(Data items)
=-=-=

use std::{error::Error, fmt};

use catalog_model::ParseEnumError;

/// Failure taxonomy shared by every catalog operation.
#[derive(Debug, Clone, PartialEq, Eq)]
pub enum CatalogError {
    InvalidFilter(String),
    UnknownAssetType(String),
    InvalidDirection(String),
    PageSizeExceeded { requested: usize, max: usize },
    MalformedQuery(String),
    UnsupportedAttribute(String),
    InvalidEnumValue(String),
    ArityMismatch { assets: usize, values: usize },
    InvalidInput(String),
    NotFound(String),
    Upstream(String),
}

impl CatalogError {
    /// Stable token naming the failure class.
    #[must_use]
    pub const fn kind(&self) -> &'static str {
        match self {
            Self::InvalidFilter(_) => "InvalidFilterError",
            Self::UnknownAssetType(_) => "UnknownAssetTypeError",
            Self::InvalidDirection(_) => "InvalidDirectionError",
            Self::PageSizeExceeded { .. } => "PageSizeExceededError",
            Self::MalformedQuery(_) => "MalformedQueryError",
            Self::UnsupportedAttribute(_) => "UnsupportedAttributeError",
            Self::InvalidEnumValue(_) => "InvalidEnumValueError",
            Self::ArityMismatch { .. } => "ArityMismatchError",
            Self::InvalidInput(_) => "InvalidInputError",
            Self::NotFound(_) => "NotFoundError",
            Self::Upstream(_) => "UpstreamServiceError",
        }
    }

    /// True for failures raised by local validation, before any catalog call.
    #[must_use]
    pub const fn is_validation(&self) -> bool {
        !matches!(self, Self::Upstream(_) | Self::NotFound(_))
    }

    pub(crate) fn invalid_filter(message: impl Into<String>) -> Self {
        Self::InvalidFilter(message.into())
    }

    pub(crate) fn upstream(message: impl fmt::Display) -> Self {
        Self::Upstream(message.to_string())
    }
}

impl fmt::Display for CatalogError {
    fn fmt(&self, f: &mut fmt::Formatter<'_>) -> fmt::Result {
        match self {
            Self::InvalidFilter(message) => write!(f, "invalid filter: {message}"),
            Self::UnknownAssetType(name) => write!(f, "unknown asset type: {name}"),
            Self::InvalidDirection(value) => write!(
                f,
                "invalid direction: {value}. Must be either 'UPSTREAM' or 'DOWNSTREAM'"
            ),
            Self::PageSizeExceeded { requested, max } => {
                write!(f, "requested page size {requested} exceeds the maximum of {max}")
            }
            Self::MalformedQuery(message) => write!(f, "malformed query: {message}"),
            Self::UnsupportedAttribute(name) => write!(
                f,
                "unsupported attribute: {name}. Only 'user_description' and 'certificate_status' can be updated"
            ),
            Self::InvalidEnumValue(message) => write!(f, "{message}"),
            Self::ArityMismatch { assets, values } => write!(
                f,
                "expected 1 or {assets} attribute values, got {values}"
            ),
            Self::InvalidInput(message) => write!(f, "invalid input: {message}"),
            Self::NotFound(message) => write!(f, "not found: {message}"),
            Self::Upstream(message) => write!(f, "catalog service error: {message}"),
        }
    }
}

impl Error for CatalogError {}

impl From<ParseEnumError> for CatalogError {
    fn from(err: ParseEnumError) -> Self {
        Self::InvalidEnumValue(err.to_string())
    }
}

impl From<reqwest::Error> for CatalogError {
    fn from(err: reqwest::Error) -> Self {
        Self::upstream(err)
    }
}

pub type CatalogResult<T> = Result<T, CatalogError>;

=-=-=

§ **Work instructions**
Every line in the records has to be written out again exactly.

§ **Solution**
use std::{error::Error, fmt};

use catalog_model::ParseEnumError;

/// Failure taxonomy shared by every catalog operation.
#[derive(Debug, Clone, PartialEq, Eq)]
pub enum CatalogError {
    InvalidFilter(String),
    UnknownAssetType(String),
    InvalidDirection(String),
    PageSizeExceeded { requested: usize, max: usize },
    MalformedQuery(String),
    UnsupportedAttribute(String),
    InvalidEnumValue(String),
    ArityMismatch { assets: usize, values: usize },
    InvalidInput(String),
    NotFound(String),
    Upstream(String),
}

impl CatalogError {
    /// Stable token naming the failure class.
    #[must_use]
    pub const fn kind(&self) -> &'static str {
        match self {
            Self::InvalidFilter(_) => "InvalidFilterError",
            Self::UnknownAssetType(_) => "UnknownAssetTypeError",
            Self::InvalidDirection(_) => "InvalidDirectionError",
            Self::PageSizeExceeded { .. } => "PageSizeExceededError",
            Self::MalformedQuery(_) => "MalformedQueryError",
            Self::UnsupportedAttribute(_) => "UnsupportedAttributeError",
            Self::InvalidEnumValue(_) => "InvalidEnumValueError",
            Self::ArityMismatch { .. } => "ArityMismatchError",
            Self::InvalidInput(_) => "InvalidInputError",
            Self::NotFound(_) => "NotFoundError",
            Self::Upstream(_) => "UpstreamServiceError",
        }
    }

    /// True for failures raised by local validation, before any catalog call.
    #[must_use]
    pub const fn is_validation(&self) -> bool {
        !matches!(self, Self::Upstream(_) | Self::NotFound(_))
    }

    pub(crate) fn invalid_filter(message: impl Into<String>) -> Self {
        Self::InvalidFilter(message.into())
    }

    pub(crate) fn upstream(message: impl fmt::Display) -> Self {
        Self::Upstream(message.to_string())
    }
}

impl fmt::Display for CatalogError {
    fn fmt(&self, f: &mut fmt::Formatter<'_>) -> fmt::Result {
        match self {
            Self::InvalidFilter(message) => write!(f, "invalid filter: {message}"),
            Self::UnknownAssetType(name) => write!(f, "unknown asset type: {name}"),
            Self::InvalidDirection(value) => write!(
                f,
                "invalid direction: {value}. Must be either 'UPSTREAM' or 'DOWNSTREAM'"
            ),
            Self::PageSizeExceeded { requested, max } => {
                write!(f, "requested page size {requested} exceeds the maximum of {max}")
            }
            Self::MalformedQuery(message) => write!(f, "malformed query: {message}"),
            Self::UnsupportedAttribute(name) => write!(
                f,
                "unsupported attribute: {name}. Only 'user_description' and 'certificate_status' can be updated"
            ),
            Self::InvalidEnumValue(message) => write!(f, "{message}"),
            Self::ArityMismatch { assets, values } => write!(
                f,
                "expected 1 or {assets} attribute values, got {values}"
            ),
            Self::InvalidInput(message) => write!(f, "invalid input: {message}"),
            Self::NotFound(message) => write!(f, "not found: {message}"),
            Self::Upstream(message) => write!(f, "catalog service error: {message}"),
        }
    }
}

impl Error for CatalogError {}

impl From<ParseEnumError> for CatalogError {
    fn from(err: ParseEnumError) -> Self {
        Self::InvalidEnumValue(err.to_string())
    }
}

impl From<reqwest::Error> for CatalogError {
    fn from(err: reqwest::Error) -> Self {
        Self::upstream(err)
    }
}

pub type CatalogResult<T> = Result<T, CatalogError>;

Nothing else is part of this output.